When she asked me to write my name, I painstakingly drew out an “S,” tracing the letter multiple times before moving on to the “U,” where I did the same. It took several minutes for me to write my name. “Okay, would you write this sentence out for me: ‘Today is a nice day.’”

I drew out the letters, retracing each of them several times and misspelling some words. My handwriting was so poor that Gendal could hardly make out the sentence.

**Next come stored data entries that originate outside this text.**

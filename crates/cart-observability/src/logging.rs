//! Structured logging with session context.

use std::cell::RefCell;
use std::collections::HashMap;
use std::fmt;
use std::rc::Rc;
use std::str::FromStr;

use serde::{Deserialize, Serialize};
use thiserror::Error;

/// Log level for structured logs.
#[derive(Debug, Clone, Copy, PartialEq, Eq, PartialOrd, Ord, Serialize, Deserialize)]
#[serde(rename_all = "lowercase")]
pub enum LogLevel {
    Trace,
    Debug,
    Info,
    Warn,
    Error,
}

impl fmt::Display for LogLevel {
    fn fmt(&self, f: &mut fmt::Formatter<'_>) -> fmt::Result {
        match self {
            Self::Trace => write!(f, "TRACE"),
            Self::Debug => write!(f, "DEBUG"),
            Self::Info => write!(f, "INFO"),
            Self::Warn => write!(f, "WARN"),
            Self::Error => write!(f, "ERROR"),
        }
    }
}

/// Error for unknown level or format names.
#[derive(Error, Debug, Clone, PartialEq, Eq)]
#[error("unknown {kind}: {value}")]
pub struct ParseLogSettingError {
    kind: &'static str,
    value: String,
}

impl FromStr for LogLevel {
    type Err = ParseLogSettingError;

    fn from_str(s: &str) -> Result<Self, Self::Err> {
        match s.to_lowercase().as_str() {
            "trace" => Ok(Self::Trace),
            "debug" => Ok(Self::Debug),
            "info" => Ok(Self::Info),
            "warn" | "warning" => Ok(Self::Warn),
            "error" => Ok(Self::Error),
            _ => Err(ParseLogSettingError {
                kind: "log level",
                value: s.to_string(),
            }),
        }
    }
}

/// Output format for logs.
#[derive(Debug, Clone, Copy, Default, PartialEq, Eq, Serialize, Deserialize)]
#[serde(rename_all = "lowercase")]
pub enum LogFormat {
    /// JSON format (for log aggregation).
    Json,
    /// Human-readable format (for terminals).
    #[default]
    Human,
}

impl FromStr for LogFormat {
    type Err = ParseLogSettingError;

    fn from_str(s: &str) -> Result<Self, Self::Err> {
        match s.to_lowercase().as_str() {
            "json" => Ok(Self::Json),
            "human" | "text" => Ok(Self::Human),
            _ => Err(ParseLogSettingError {
                kind: "log format",
                value: s.to_string(),
            }),
        }
    }
}

/// A structured log entry.
#[derive(Debug, Clone, Serialize)]
pub struct LogEntry {
    /// Log level.
    pub level: LogLevel,
    /// Log message.
    pub message: String,
    /// Session the entry belongs to.
    pub session: String,
    /// Emitting component.
    #[serde(skip_serializing_if = "Option::is_none")]
    pub component: Option<String>,
    /// Additional structured fields.
    #[serde(flatten)]
    pub fields: HashMap<String, serde_json::Value>,
    /// Microseconds since the logger was created.
    #[serde(skip_serializing_if = "Option::is_none")]
    pub elapsed_us: Option<u64>,
}

impl LogEntry {
    /// Format as JSON string.
    pub fn to_json(&self) -> String {
        serde_json::to_string(self).unwrap_or_else(|_| self.message.clone())
    }

    /// Format as human-readable string.
    pub fn to_human(&self) -> String {
        let mut s = format!("[{}] {}", self.level, self.message);

        if let Some(elapsed) = self.elapsed_us {
            s.push_str(&format!(" ({}us)", elapsed));
        }

        if !self.fields.is_empty() {
            s.push_str(" | ");
            let mut fields: Vec<String> = self
                .fields
                .iter()
                .map(|(k, v)| format!("{}={}", k, v))
                .collect();
            fields.sort();
            s.push_str(&fields.join(" "));
        }

        s
    }
}

/// Where formatted entries go.
#[derive(Debug, Clone, Default)]
pub enum LogSink {
    /// Standard error.
    #[default]
    Stderr,
    /// In-memory buffer, mostly for tests.
    Memory(Rc<RefCell<Vec<String>>>),
}

impl LogSink {
    /// Create an in-memory sink and a handle to its buffer.
    pub fn memory() -> (Self, Rc<RefCell<Vec<String>>>) {
        let buffer = Rc::new(RefCell::new(Vec::new()));
        (Self::Memory(Rc::clone(&buffer)), buffer)
    }

    fn write(&self, line: String) {
        match self {
            Self::Stderr => eprintln!("{}", line),
            Self::Memory(buffer) => buffer.borrow_mut().push(line),
        }
    }
}

/// Structured logger with session context.
///
/// Provides structured logging with session id propagation and timing
/// information.
#[derive(Debug, Clone)]
pub struct StructuredLogger {
    session: String,
    component: Option<String>,
    start_time: std::time::Instant,
    min_level: LogLevel,
    format: LogFormat,
    timing: bool,
    sink: LogSink,
}

impl StructuredLogger {
    /// Create a new logger for a session.
    pub fn new(session: impl Into<String>) -> Self {
        Self {
            session: session.into(),
            component: None,
            start_time: std::time::Instant::now(),
            min_level: LogLevel::Info,
            format: LogFormat::default(),
            timing: true,
            sink: LogSink::default(),
        }
    }

    /// Set the component name.
    pub fn with_component(mut self, component: impl Into<String>) -> Self {
        self.component = Some(component.into());
        self
    }

    /// Set minimum log level.
    pub fn with_min_level(mut self, level: LogLevel) -> Self {
        self.min_level = level;
        self
    }

    /// Set output format.
    pub fn with_format(mut self, format: LogFormat) -> Self {
        self.format = format;
        self
    }

    /// Set the output sink.
    pub fn with_sink(mut self, sink: LogSink) -> Self {
        self.sink = sink;
        self
    }

    /// Drop elapsed timings from entries, for reproducible output.
    pub fn without_timing(mut self) -> Self {
        self.timing = false;
        self
    }

    /// Log at info level.
    pub fn info(&self, message: &str) {
        self.log(LogLevel::Info, message, HashMap::new());
    }

    /// Log at warn level.
    pub fn warn(&self, message: &str) {
        self.log(LogLevel::Warn, message, HashMap::new());
    }

    /// Whether entries at this level would be written.
    pub fn enabled(&self, level: LogLevel) -> bool {
        level >= self.min_level
    }

    /// Build the entry for a message, or `None` when filtered out.
    pub fn entry(
        &self,
        level: LogLevel,
        message: &str,
        fields: HashMap<String, serde_json::Value>,
    ) -> Option<LogEntry> {
        if !self.enabled(level) {
            return None;
        }

        Some(LogEntry {
            level,
            message: message.to_string(),
            session: self.session.clone(),
            component: self.component.clone(),
            fields,
            elapsed_us: self.timing.then(|| self.elapsed_us()),
        })
    }

    fn log(&self, level: LogLevel, message: &str, fields: HashMap<String, serde_json::Value>) {
        let Some(entry) = self.entry(level, message, fields) else {
            return;
        };

        let output = match self.format {
            LogFormat::Json => entry.to_json(),
            LogFormat::Human => entry.to_human(),
        };

        self.sink.write(output);
    }

    /// Get elapsed time since logger creation.
    pub fn elapsed_us(&self) -> u64 {
        self.start_time.elapsed().as_micros() as u64
    }
}

/// Builder for log entries with fluent API.
pub struct LogBuilder<'a> {
    logger: &'a StructuredLogger,
    level: LogLevel,
    message: String,
    fields: HashMap<String, serde_json::Value>,
}

impl<'a> LogBuilder<'a> {
    /// Create a new log builder.
    pub fn new(logger: &'a StructuredLogger, level: LogLevel, message: impl Into<String>) -> Self {
        Self {
            logger,
            level,
            message: message.into(),
            fields: HashMap::new(),
        }
    }

    /// Add a string field.
    pub fn field(mut self, key: &str, value: impl Into<String>) -> Self {
        self.fields
            .insert(key.to_string(), serde_json::json!(value.into()));
        self
    }

    /// Add an unsigned integer field.
    pub fn field_u64(mut self, key: &str, value: u64) -> Self {
        self.fields.insert(key.to_string(), serde_json::json!(value));
        self
    }

    /// Add a boolean field.
    pub fn field_bool(mut self, key: &str, value: bool) -> Self {
        self.fields.insert(key.to_string(), serde_json::json!(value));
        self
    }

    /// Emit the log entry.
    pub fn emit(self) {
        self.logger.log(self.level, &self.message, self.fields);
    }
}

impl StructuredLogger {
    /// Start building a log entry at any level.
    pub fn builder(&self, level: LogLevel, message: impl Into<String>) -> LogBuilder<'_> {
        LogBuilder::new(self, level, message)
    }

    /// Start building an info log entry.
    pub fn info_builder(&self, message: impl Into<String>) -> LogBuilder<'_> {
        LogBuilder::new(self, LogLevel::Info, message)
    }
}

She wrote her impression in the chart: “It is difficult to determine at just two days post-operation to what extent communication deficits are language-based versus medication or cognitive. Clearly communication function is dramatically reduced from pre-morbid level when this patient was working as a successful journalist for a local paper.” In other words, there seemed to be a dramatic change between the person I had been and the person I was now, but it was difficult at the time to distinguish my problems understanding from my inability to communicate—and whether these would persist in the long or short term.